Human preference does not always favor the model that is best at reasoning/code/accuracy whatever. In particular there's a recent article suggesting that Llama 3's friendly and direct chattiness contributes to it having a good standing in the leaderboard.
Sure, that’s why I called it out as human preference data. But I still think the leaderboard is one of the best ways to compare models that we currently have.
If you know of better benchmark-based leaderboards where the data hasn’t polluted the training datasets, I’d love to see them, but just giving up on everything isn’t a good option.
The leaderboard is a good starting point to find models worth testing, which can then be painstakingly tested for a particular use case.
Oh I didn't mean that. I think it's the best benchmark, just it's not necessarily representative of ordering in any domain apart from generic human preference. So while Llama3 is high up there, we should not conclude for example that it is better at reasoning than all models below it (especially true for the 8B model).
I find that kind of surprising; the lack of “customer service voice” is one of the main reasons I prefer the Mistral models over Open AI’s, even if the latter are somewhat better at complex/specific tasks.
> Honestly, I don't think anybody should be using ChatGPT-3.5 as a chatbot at this point. Google and Meta both offer free chatbots that are significantly better than ChatGPT-3.5, among other options.
Yet I guarantee you that ChatGPT-3.5 has 95% of the "direct to consumer" marketshare.
Unless you're a technical user, you haven't even heard about any alternative, let alone used them.
Now onto the ranking, I perfectly recognized in my original comment that those comparisons exist, just that they're not highlighted properly in any launch announcement of any new model.
I haven't used Llama, only ChatGPT and the multiple versions of Claude 2 and 3. How am I supposed to know if this Falcon 2 thing is even worth looking at beyond the first paragraph if I have to compare it to a specific model that I haven't used before?
> Unless you're a technical user, you haven't even heard about any alternative, let alone used them.
> How am I supposed to know if this Falcon 2 thing is even worth looking at beyond the first paragraph if I have to compare it to a specific model that I haven't used before?

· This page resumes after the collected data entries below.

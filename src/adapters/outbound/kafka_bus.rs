use async_trait::async_trait;
use rdkafka::config::ClientConfig;
use rdkafka::producer::{FutureProducer, FutureRecord};
use serde::Serialize;
use std::time::Duration;
use uuid::Uuid;

use crate::common::TransportError;
use crate::config::{KafkaConfig, KafkaTopics};
use crate::domains::dispatch::ports::MessageBus;
use crate::domains::messages::{
    ActiveTasksMsg, BidNotice, BidProposal, DispatchAck, DispatchRequest,
    DockSummary, FleetStateMsg,
};
use crate::domains::tasks::TaskStatus;

/// Kafka-backed message bus. Publish-only: consumption and routing into
/// the workers is the deployment's concern (a consumer loop per topic
/// feeding the respective command channels).
pub struct KafkaMessageBus {
    producer: FutureProducer,
    topics: KafkaTopics,
}

impl KafkaMessageBus {
    pub fn new(config: &KafkaConfig) -> Result<Self, TransportError> {
        let producer: FutureProducer = ClientConfig::new()
            .set("bootstrap.servers", config.brokers.join(","))
            .set("client.id", &config.client_id)
            .set("message.timeout.ms", "5000")
            .create()
            .map_err(|e| {
                TransportError(format!("failed to create Kafka producer: {}", e))
            })?;

        Ok(Self { producer, topics: config.topics.clone() })
    }

    async fn send<T: Serialize>(
        &self,
        topic: &str,
        key: &str,
        message: &T,
    ) -> Result<(), TransportError> {
        let payload = serde_json::to_string(message).map_err(|e| {
            TransportError(format!("failed to serialize message: {}", e))
        })?;

        let record = FutureRecord::to(topic).key(key).payload(&payload);
        self.producer
            .send(record, Duration::from_secs(5))
            .await
            .map_err(|(e, _)| {
                TransportError(format!("failed to send to Kafka: {}", e))
            })?;
        Ok(())
    }
}

#[async_trait]
impl MessageBus for KafkaMessageBus {
    async fn publish_bid_notice(
        &self,
        notice: &BidNotice,
    ) -> Result<(), TransportError> {
        self.send(&self.topics.bid_notice, &notice.task_profile.task_id, notice)
            .await
    }

    async fn publish_bid_proposal(
        &self,
        proposal: &BidProposal,
    ) -> Result<(), TransportError> {
        self.send(&self.topics.bid_proposal, proposal.task_id(), proposal).await
    }

    async fn publish_dispatch_request(
        &self,
        request: &DispatchRequest,
    ) -> Result<(), TransportError> {
        self.send(&self.topics.dispatch_request, request.task_id(), request)
            .await
    }

    async fn publish_dispatch_ack(
        &self,
        ack: &DispatchAck,
    ) -> Result<(), TransportError> {
        self.send(
            &self.topics.dispatch_ack,
            ack.dispatch_request.task_id(),
            ack,
        )
        .await
    }

    async fn publish_task_summary(
        &self,
        summary: &TaskStatus,
    ) -> Result<(), TransportError> {
        self.send(&self.topics.task_summary, summary.task_id(), summary).await
    }

    async fn publish_active_tasks(
        &self,
        tasks: &ActiveTasksMsg,
    ) -> Result<(), TransportError> {
        let key = Uuid::new_v4().to_string();
        self.send(&self.topics.active_tasks, &key, tasks).await
    }

    async fn publish_dock_summary(
        &self,
        summary: &DockSummary,
    ) -> Result<(), TransportError> {
        let key = Uuid::new_v4().to_string();
        self.send(&self.topics.dock_summary, &key, summary).await
    }

    async fn publish_fleet_state(
        &self,
        state: &FleetStateMsg,
    ) -> Result<(), TransportError> {
        self.send(&self.topics.fleet_state, &state.name, state).await
    }
}
pub mod greedy_task_planner;
pub mod in_memory_bus;
pub mod in_memory_schedule;
pub mod kafka_bus;
pub mod straight_line_planner;

pub use greedy_task_planner::{GreedyTaskPlanner, GreedyTaskPlannerFactory};
pub use in_memory_bus::InMemoryBus;
pub use in_memory_schedule::InMemoryScheduleWriter;
pub use kafka_bus::KafkaMessageBus;
pub use straight_line_planner::StraightLinePlanner;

You're not. These press releases are for the "technical users" that have heard of and used all of these alternatives.
They are not offering a Falcon 2 chat service you can use today. They aren't even offering a chat-tuned Falcon 2 model. The Falcon 2 model in question is a base model, not a chat model.
Unless someone is very technical, Falcon 2 is not relevant to them in any way at this point. This is a forum of technical people, which is why it's getting some attention, but I suspect it's still not going to be relevant to most people here.

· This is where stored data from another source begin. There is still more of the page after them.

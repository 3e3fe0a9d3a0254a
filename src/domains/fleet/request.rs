use chrono::{DateTime, Utc};
use serde::{Deserialize, Serialize};
use std::sync::Arc;
use std::time::Duration;

use super::nav::Trajectory;
use crate::domains::tasks::Priority;

/// Planner-facing form of a task, with waypoint names already resolved to
/// graph indices. Shared by reference between the bid ledger and the
/// per-robot queues.
#[derive(Debug, Clone, PartialEq, Serialize, Deserialize)]
pub struct Request {
    pub id: String,
    pub earliest_start_time: DateTime<Utc>,
    pub priority: Priority,
    pub detail: RequestDetail,
}

pub type RequestRef = Arc<Request>;

#[derive(Debug, Clone, PartialEq, Serialize, Deserialize)]
pub enum RequestDetail {
    Clean {
        start_waypoint: usize,
        finish_waypoint: usize,
        cleaning_trajectory: Trajectory,
    },
    Delivery {
        pickup_waypoint: usize,
        pickup_wait: Duration,
        dropoff_waypoint: usize,
        dropoff_wait: Duration,
    },
    Loop {
        start_waypoint: usize,
        finish_waypoint: usize,
        num_loops: u32,
    },
    ChargeBattery,
}

impl Request {
    pub fn is_charge_request(&self) -> bool {
        matches!(self.detail, RequestDetail::ChargeBattery)
    }
}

I know it's hard to objectively rank LLMs, but those are really ridiculous ways to keep track of performance.
If my reference of performance is (like the vast majority of users) ChatGPT-3.5, I have to first know how Llama 3 compares to that to then understand how that new models compare to what I'm using at the moment.
Now, if I look for the performance of Llama 3 compared to ChatGPT-3.5, I don't find it on the official launch page https://ai.meta.com/blog/meta-llama-3/ where it is compared to Gemma 7B it, Mistral 7B Instruct, Gemini Pro 1.5 and Claude 3 Sonnet.
How does Gemma 7B perform? Well you can only find out how it compares to Llama 2 on the official launch page https://blog.google/technology/developers/gemma-open-models/.
Let's look at the Llama 2 performance on its launch announcement: https://llama.meta.com/llama2/ No GPT-3.5 turbo again.
I get that there are multiple aspects and that there's probably not one overall "performance" metric across all tasks, and I get that you can probably find a comparative between two specific models relatively easily, but there absolutely needs to be a standard by which those performances are communicated. The number of hoops to jump through is ridiculous.